Department of Orthopaedics Surgery, Chonnam National University Hwasun Hospital, Jeonnam, South Korea.
J Arthroplasty. 2014 Dec;29(12):2402-6. doi: 10.1016/j.arth.2014.03.033. Epub 2014 Mar 31.
We compared the intraoperative varus-valgus stability from 0° to 90° of flexion and postoperative clinical outcomes in patients receiving TKA via either a single-radius femoral design (50 TKA, SR group) or multi-radius femoral design (50 TKA, MR group). We measured stabilities at 0°, 30°, 60° and 90° of flexion using a navigation system. The clinical outcomes including HSS scores, WOMAC scores and VAS score during stair climbing were compared after a minimum of 2-year follow-up. The single-radius femoral designs in TKA showed better intra-operative stability at 30° of flexion (7.6 vs. 8.3) compared with the multi-radius femoral design, but not at other angles. However, the clinical outcomes revealed no other significant differences in terms of HSS scores, WOMAC scores and VAS score between two groups.
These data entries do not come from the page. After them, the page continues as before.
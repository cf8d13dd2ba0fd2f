//! Password hashing command for account directory entries.

use clap::Args;
use tracing::info;

use crate::output;
use campus_auth::PasswordHasher;
use campus_core::error::AppError;

/// Arguments for the hash-password command
#[derive(Debug, Args)]
pub struct HashPasswordArgs {
    /// Read the password from this argument instead of prompting
    #[arg(long)]
    pub password: Option<String>,
}

/// Execute the hash-password command
pub fn execute(args: &HashPasswordArgs) -> Result<(), AppError> {
    let password = match &args.password {
        Some(password) => password.clone(),
        None => dialoguer::Password::new()
            .with_prompt("Password")
            .with_confirmation("Confirm password", "Passwords do not match")
            .interact()
            .map_err(|e| AppError::internal(format!("Input error: {}", e)))?,
    };

    if password.is_empty() {
        return Err(AppError::validation("Password is required"));
    }

    let hash = PasswordHasher::new().hash_password(&password)?;
    info!(prompted = args.password.is_none(), "Generated Argon2id password hash");
    println!("{}", hash);
    output::print_success("Add this value as `password_hash` of an [[auth.accounts]] entry");
    Ok(())
}
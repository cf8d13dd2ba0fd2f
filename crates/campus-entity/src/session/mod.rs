//! Session domain values.

pub mod model;

pub use model::{AuthState, Session, display_name_from_email};
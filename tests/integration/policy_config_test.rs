//! Integration tests for policy overrides loaded from configuration.

mod helpers;

use campus_auth::{Location, Navigation, RedirectReason};
use campus_core::config::AppConfig;
use campus_core::error::ErrorKind;
use campus_entity::route::Route;
use campus_entity::user::UserRole;

#[test]
fn test_planning_restricted_by_config() {
    let config = AppConfig::from_toml(
        r#"
        [policy.grants]
        planning = ["admin", "academic", "teacher"]
        "#,
    )
    .unwrap();
    let mut app = helpers::TestApp::from_config(&config);

    app.login_as(UserRole::Student);
    assert_eq!(
        app.visit("/planning"),
        Navigation::Redirect {
            to: Location::Route(Route::Dashboard),
            reason: RedirectReason::Forbidden,
        }
    );

    app.login_as(UserRole::Teacher);
    assert!(!app.visit("/planning").is_redirect());
}

#[test]
fn test_custom_landing_view() {
    let config = AppConfig::from_toml(
        r#"
        [policy.default_views]
        student = "grades"
        "#,
    )
    .unwrap();
    let mut app = helpers::TestApp::from_config(&config);
    app.login_as(UserRole::Student);

    assert_eq!(
        app.visit("/nowhere").location(),
        Location::Route(Route::Grades)
    );
    let session = app.sessions.current_session().unwrap();
    assert_eq!(
        app.gate.landing(session).location(),
        Location::Route(Route::Grades)
    );
}

#[test]
fn test_override_that_strands_a_role_fails_at_startup() {
    let config = AppConfig::from_toml(
        r#"
        [policy.grants]
        dashboard = ["admin"]
        "#,
    )
    .unwrap();

    let err = campus_auth::AccessEnforcer::from_config(&config.policy).unwrap_err();

    assert_eq!(err.kind, ErrorKind::Configuration);
    assert!(err.message.contains("cannot reach its default view"));
}

#[test]
fn test_unknown_role_in_override_fails() {
    let config = AppConfig::from_toml(
        r#"
        [policy.default_views]
        parent = "dashboard"
        "#,
    )
    .unwrap();

    let err = campus_auth::AccessEnforcer::from_config(&config.policy).unwrap_err();
    assert_eq!(err.kind, ErrorKind::Configuration);
}
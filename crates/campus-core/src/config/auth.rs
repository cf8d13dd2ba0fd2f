//! Authentication configuration.

use serde::{Deserialize, Serialize};

/// How login credentials are checked.
#[derive(Debug, Clone, Copy, PartialEq, Eq, Default, Serialize, Deserialize)]
#[serde(rename_all = "snake_case")]
pub enum CredentialMode {
    /// Any non-empty email/password pair is accepted and the role is the
    /// one picked on the login form. Demo use only.
    #[default]
    Demo,
    /// Credentials are verified against [`AuthConfig::accounts`]; the role
    /// comes from the matching account.
    Directory,
}

impl std::fmt::Display for CredentialMode {
    fn fmt(&self, f: &mut std::fmt::Formatter<'_>) -> std::fmt::Result {
        match self {
            CredentialMode::Demo => write!(f, "demo"),
            CredentialMode::Directory => write!(f, "directory"),
        }
    }
}

/// Authentication and credential configuration.
#[derive(Debug, Clone, Default, Serialize, Deserialize)]
pub struct AuthConfig {
    /// Credential verification mode.
    #[serde(default)]
    pub mode: CredentialMode,
    /// Account directory used in [`CredentialMode::Directory`].
    #[serde(default)]
    pub accounts: Vec<AccountConfig>,
}

/// One entry of the account directory.
#[derive(Debug, Clone, Serialize, Deserialize)]
pub struct AccountConfig {
    /// Opaque user identifier. Defaults to the email when absent.
    #[serde(default)]
    pub id: Option<String>,
    /// Login email, compared case-insensitively.
    pub email: String,
    /// Argon2id PHC string (see `campus-cli hash-password`).
    pub password_hash: String,
    /// Role name assigned to this account.
    pub role: String,
    /// Display name. Defaults to the email's local part.
    #[serde(default)]
    pub display_name: Option<String>,
}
我们比较了接受单半径股骨设计(50 例 TKA,SR 组)或多半径股骨设计(50 例 TKA,MR 组)行全膝关节置换术患者在 0°至 90°屈曲时的术中内翻-外翻稳定性和术后临床结果。我们使用导航系统在 0°、30°、60°和 90°屈曲时测量稳定性。在至少 2 年的随访后,比较了 HSS 评分、WOMAC 评分和爬楼梯时 VAS 评分等临床结果。与多半径股骨设计相比,单半径股骨设计在 30°屈曲时具有更好的术中稳定性(7.6 比 8.3),但在其他角度则没有。然而,在 HSS 评分、WOMAC 评分和 VAS 评分方面,两组之间没有发现其他显著差异。